When moving to Beaver Island for an imagined life of self-sufficiency, when leaving all that is familiar for a new adventure, when moving to homes that are fully furnished right down to the silverware, what gets packed? For this move, and others since, I found that what comes with you are the things that best define the idea of “home.” This is what we brought:

  • Clothes. Though packing time was used to weed out things that had been outgrown or worn out, if it was serviceable, it was packed. I filled and labelled boxes of off-season clothing, and used the suitcases for the things we’d need right away.

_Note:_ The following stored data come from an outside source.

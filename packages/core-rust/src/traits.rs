use std::sync::Arc;

use async_trait::async_trait;

use crate::error::DataAccessError;
use crate::types::{Identity, NewUser, User};

/// Maps an opaque token to a caller identity.
///
/// Total function: an absent, malformed or unknown token yields `None`,
/// never an error. Implementations: static token table, signed JWT, chain.
#[async_trait]
pub trait IdentityResolver: Send + Sync {
    /// Maps a token to an identity; `None` for a missing or unknown token.
    async fn resolve(&self, token: Option<&str>) -> Option<Identity>;
}

/// Storage-independent operations over the user collection.
///
/// Methods are async so that backends with real I/O can implement them; the
/// in-memory backend completes immediately.
#[async_trait]
pub trait UserDataAccess: Send + Sync {
    /// All users in insertion order.
    async fn list_users(&self) -> Result<Vec<User>, DataAccessError>;

    /// Looks up a single user by exact id match.
    async fn find_user_by_id(&self, id: &str) -> Result<Option<User>, DataAccessError>;

    /// Appends a new user and returns it with its assigned id.
    async fn create_user(&self, input: NewUser) -> Result<User, DataAccessError>;
}

/// Hands out a data-access handle scoped to a single request.
///
/// For a database backend this is where a session would be acquired; the
/// handle is dropped together with the request context.
pub trait DataAccessProvider: Send + Sync {
    /// Opens a handle for one request.
    fn open(&self) -> Arc<dyn UserDataAccess>;
}
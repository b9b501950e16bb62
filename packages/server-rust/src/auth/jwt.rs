//! HS256 JSON Web Token verification.

use async_trait::async_trait;
use jsonwebtoken::{decode, Algorithm, DecodingKey, Validation};
use serde::{Deserialize, Serialize};
use tracing::debug;
use usergraph_core::{Identity, IdentityResolver, Role};

/// Claims expected in a signed bearer token.
#[derive(Debug, Clone, Serialize, Deserialize)]
pub struct JwtClaims {
    /// Identity id.
    pub sub: String,
    /// Identity email.
    pub email: String,
    /// Role name, `user` or `admin`.
    pub role: String,
    /// Expiry as seconds since the Unix epoch.
    pub exp: u64,
}

/// Verifies HS256-signed tokens with a shared secret.
///
/// Signature, expiry or claim failures all resolve to `None`.
pub struct JwtVerifier {
    key: DecodingKey,
    validation: Validation,
}

impl JwtVerifier {
    /// Verifier for tokens signed with `secret`.
    #[must_use]
    pub fn hs256(secret: &[u8]) -> Self {
        Self {
            key: DecodingKey::from_secret(secret),
            validation: Validation::new(Algorithm::HS256),
        }
    }

    fn verify(&self, token: &str) -> Option<Identity> {
        let data = match decode::<JwtClaims>(token, &self.key, &self.validation) {
            Ok(data) => data,
            Err(e) => {
                debug!(error = %e, "bearer token rejected");
                return None;
            }
        };

        let claims = data.claims;
        match claims.role.parse::<Role>() {
            Ok(role) => Some(Identity::new(claims.sub, claims.email, role)),
            Err(e) => {
                debug!(error = %e, "bearer token carries unknown role");
                None
            }
        }
    }
}

impl std::fmt::Debug for JwtVerifier {
    fn fmt(&self, f: &mut std::fmt::Formatter<'_>) -> std::fmt::Result {
        f.debug_struct("JwtVerifier")
            .field("algorithms", &self.validation.algorithms)
            .finish_non_exhaustive()
    }
}

#[async_trait]
impl IdentityResolver for JwtVerifier {
    async fn resolve(&self, token: Option<&str>) -> Option<Identity> {
        let token = token.filter(|t| !t.is_empty())?;
        self.verify(token)
    }
}
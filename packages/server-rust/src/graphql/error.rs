//! Mapping of domain failures onto GraphQL errors.

use async_graphql::{Error, ErrorExtensions};
use usergraph_core::{AuthorizationError, DataAccessError};

/// Errors a resolver can surface to the caller.
#[derive(Debug, thiserror::Error)]
pub enum ApiError {
    /// The operation needs an identity and the request has none.
    #[error(transparent)]
    Unauthenticated(#[from] AuthorizationError),
    /// The cause is logged server-side, not returned to the caller.
    #[error("Data access failed")]
    DataAccess(#[from] DataAccessError),
}

impl ApiError {
    /// Value of `extensions.code` in the GraphQL error.
    #[must_use]
    pub fn code(&self) -> &'static str {
        match self {
            Self::Unauthenticated(_) => "UNAUTHENTICATED",
            Self::DataAccess(_) => "DATA_ACCESS_ERROR",
        }
    }
}

impl ErrorExtensions for ApiError {
    fn extend(&self) -> Error {
        let code = self.code();
        Error::new(self.to_string()).extend_with(|_, e| e.set("code", code))
    }
}
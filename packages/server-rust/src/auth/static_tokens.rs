//! Fixed token table, used for local development and tests.

use async_trait::async_trait;
use subtle::ConstantTimeEq;
use usergraph_core::{Identity, IdentityResolver, Role};

/// Resolves tokens by exact match against a fixed table.
///
/// Comparison is constant-time per entry so the table cannot be probed by
/// timing.
#[derive(Debug, Clone, Default)]
pub struct StaticTokenVerifier {
    entries: Vec<(String, Identity)>,
}

impl StaticTokenVerifier {
    /// Table mapping each exact token string to its identity.
    #[must_use]
    pub fn new(entries: Vec<(String, Identity)>) -> Self {
        Self { entries }
    }

    /// The two well-known development tokens: `valid-token` (user) and
    /// `admin-token` (admin).
    #[must_use]
    pub fn development() -> Self {
        Self::new(vec![
            (
                "valid-token".to_string(),
                Identity::new("1", "john@example.com", Role::User),
            ),
            (
                "admin-token".to_string(),
                Identity::new("admin", "admin@example.com", Role::Admin),
            ),
        ])
    }

    /// Number of tokens in the table.
    #[must_use]
    pub fn len(&self) -> usize {
        self.entries.len()
    }

    #[must_use]
    pub fn is_empty(&self) -> bool {
        self.entries.is_empty()
    }

    fn lookup(&self, token: &str) -> Option<&Identity> {
        self.entries
            .iter()
            .find(|(known, _)| bool::from(known.as_bytes().ct_eq(token.as_bytes())))
            .map(|(_, identity)| identity)
    }
}

#[async_trait]
impl IdentityResolver for StaticTokenVerifier {
    async fn resolve(&self, token: Option<&str>) -> Option<Identity> {
        let token = token.filter(|t| !t.is_empty())?;
        self.lookup(token).cloned()
    }
}
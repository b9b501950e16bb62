//! Tower middleware applied to every HTTP route, plus in-flight tracking
//! for the GraphQL endpoint.

use std::sync::Arc;

use axum::extract::{Request, State};
use axum::http::header::HeaderName;
use axum::http::{Method, StatusCode};
use axum::middleware::Next;
use axum::response::Response;
use axum::Router;
use tower::ServiceBuilder;
use tower_http::compression::CompressionLayer;
use tower_http::cors::{AllowOrigin, Any, CorsLayer};
use tower_http::request_id::{MakeRequestUuid, PropagateRequestIdLayer, SetRequestIdLayer};
use tower_http::timeout::TimeoutLayer;
use tower_http::trace::TraceLayer;

use super::config::NetworkConfig;
use super::lifecycle::Lifecycle;

const REQUEST_ID_HEADER: &str = "x-request-id";

/// Wraps `router` in the HTTP middleware stack.
///
/// Outermost first: request id, tracing, compression, CORS, timeout (408),
/// request id propagation onto the response.
pub fn with_http_layers<S>(router: Router<S>, config: &NetworkConfig) -> Router<S>
where
    S: Clone + Send + Sync + 'static,
{
    let x_request_id = HeaderName::from_static(REQUEST_ID_HEADER);

    router.layer(
        ServiceBuilder::new()
            .layer(SetRequestIdLayer::new(x_request_id.clone(), MakeRequestUuid))
            .layer(TraceLayer::new_for_http())
            .layer(CompressionLayer::new())
            .layer(cors_layer(&config.cors_origins))
            .layer(TimeoutLayer::with_status_code(
                StatusCode::REQUEST_TIMEOUT,
                config.request_timeout,
            ))
            .layer(PropagateRequestIdLayer::new(x_request_id)),
    )
}

/// Counts the request as in flight from the moment its headers arrive
/// until the response is produced, so bodies still uploading are included.
pub async fn track_in_flight(
    State(lifecycle): State<Arc<Lifecycle>>,
    request: Request,
    next: Next,
) -> Response {
    let _in_flight = lifecycle.in_flight_guard();
    next.run(request).await
}

/// `"*"` anywhere in `origins` allows any origin; otherwise unparsable
/// entries are skipped.
fn cors_layer(origins: &[String]) -> CorsLayer {
    let allow_origin = if origins.iter().any(|o| o == "*") {
        AllowOrigin::any()
    } else {
        AllowOrigin::list(origins.iter().filter_map(|o| o.parse().ok()))
    };

    CorsLayer::new()
        .allow_origin(allow_origin)
        .allow_methods([Method::GET, Method::POST])
        .allow_headers(Any)
}
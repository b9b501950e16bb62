//! Process configuration from command-line flags and environment variables.

use std::time::Duration;

use clap::{Parser, ValueEnum};

use crate::network::{NetworkConfig, PlaygroundAccess};

/// Deployment environment.
#[derive(Debug, Clone, Copy, PartialEq, Eq, ValueEnum)]
pub enum Environment {
    /// Local work; the sandbox page is served.
    Development,
    /// Deployed; the sandbox page needs `ALLOW_PLAYGROUND`.
    Production,
}

/// Log line format.
#[derive(Debug, Clone, Copy, PartialEq, Eq, ValueEnum)]
pub enum LogFormat {
    /// Human-readable lines.
    Text,
    /// One JSON object per line.
    Json,
}

/// `usergraph-server` configuration.
#[derive(Debug, Clone, Parser)]
#[command(
    name = "usergraph-server",
    version,
    about = "GraphQL user API with per-request auth context"
)]
pub struct ServerConfig {
    /// Bind address.
    #[arg(long, env = "HOST", default_value = "0.0.0.0")]
    pub host: String,

    /// Listen port.
    #[arg(long, env = "PORT", default_value_t = 4000)]
    pub port: u16,

    /// Allowed CORS origins, comma separated. `*` allows any origin.
    #[arg(long, env = "CORS_ORIGINS", value_delimiter = ',', default_value = "*")]
    pub cors_origins: Vec<String>,

    /// Per-request timeout in seconds.
    #[arg(long, env = "REQUEST_TIMEOUT_SECS", default_value_t = 30)]
    pub request_timeout_secs: u64,

    /// How long shutdown waits for in-flight operations, in seconds.
    #[arg(long, env = "DRAIN_TIMEOUT_SECS", default_value_t = 30)]
    pub drain_timeout_secs: u64,

    /// Deployment environment.
    #[arg(long, env = "APP_ENV", value_enum, default_value_t = Environment::Development)]
    pub environment: Environment,

    /// Serve the sandbox page even in production.
    #[arg(long, env = "ALLOW_PLAYGROUND")]
    pub allow_playground: bool,

    /// HS256 secret; enables signed bearer tokens alongside the development tokens.
    #[arg(long, env = "JWT_SECRET", hide_env_values = true)]
    pub jwt_secret: Option<String>,

    /// Log line format.
    #[arg(long, env = "LOG_FORMAT", value_enum, default_value_t = LogFormat::Text)]
    pub log_format: LogFormat,
}

impl ServerConfig {
    /// Transport settings derived from this configuration.
    #[must_use]
    pub fn network(&self) -> NetworkConfig {
        NetworkConfig {
            host: self.host.clone(),
            port: self.port,
            cors_origins: self.cors_origins.clone(),
            request_timeout: Duration::from_secs(self.request_timeout_secs),
            drain_timeout: Duration::from_secs(self.drain_timeout_secs),
            playground: PlaygroundAccess::resolve(
                self.environment == Environment::Production,
                self.allow_playground,
            ),
        }
    }
}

  • Toys and games. My daughters were three and six years old. They had accumulated quite a stash of toys, handed down from cousins or received as gifts from parents, grandparents, aunts and uncles. They had a playroom in the basement with toy box and shelves filled with toys, as well as beanbag chairs and an indoor slide. In their bedroom upstairs, they had dolls and stuffed animals. On the shelf in the broom closet, Terry and I had a collection of board games, cards and dice. We had to be selective. The girls both chose their most precious things, and helped make decisions about what would be stored until we had a place for it, and what would be given away. In the end, we brought a good selection of games, and quite a few dolls and soft toys.
  • Books. When I first moved to Beaver Island, my collection of books was pretty small. I had only one cookbook then!  We had a small stack of paperback books: Alive by Piers Paul Reid, Jaws by Peter Benchley, and The Exorcist by whatever sick-o it was that wanted to scare the holy hell out of me with that one. I had once joined the Book of the Month Club, lured in at Christmastime by their “choose four books for one dollar” offer, but dropped the membership as soon as I’d fulfilled the required purchases. Other than the books I’d purchased as gifts, I added hardcovers of  Helter Skelter by Vincent Bugliosi and Roll, Jordan, Roll: the World the Slaves Made. Linda and I, on our trips around Flint in between classes, had discovered Young & Welshan’s bookstore, with sale and “remaindered” books right outside the door. There I picked up nice editions of E.B. White’s work and a few other selections. Luckily, I had little expendable income, as I could have easily over-indulged! I had one small bookcase that my brother, Ted, had built for me in high school wood shop class; it wasn’t quite full. My daughters had more books than I did, and they treasured them all. Decisions were hard. We boxed up every single book for the trip to Beaver Island.
  • My Journals. I’d started a new one when we started talking about moving to Beaver Island. I would use it, I thought, to chronicle our changing lives. Also, stationery, stamps and envelopes. I was a good letter-writer, and my Mom had told me she was counting on it.
  • Art and craft supplies. Finished, framed art, we loaned out or gave away. I boxed up paints and canvasses for the trip. Pencils, charcoals and sketch pads came, too. The camera. My big collection of bits and pieces of yarn, and crochet hooks.
  • Plants. I had about a dozen large and healthy houseplants. They all came to Beaver Island.
  • Tools. I didn’t personally bring tools, but my husband had a good selection that deserved some space.

Those were the choices we made, when moving three hundred miles away from our families, and all the familiar landscape we’d known.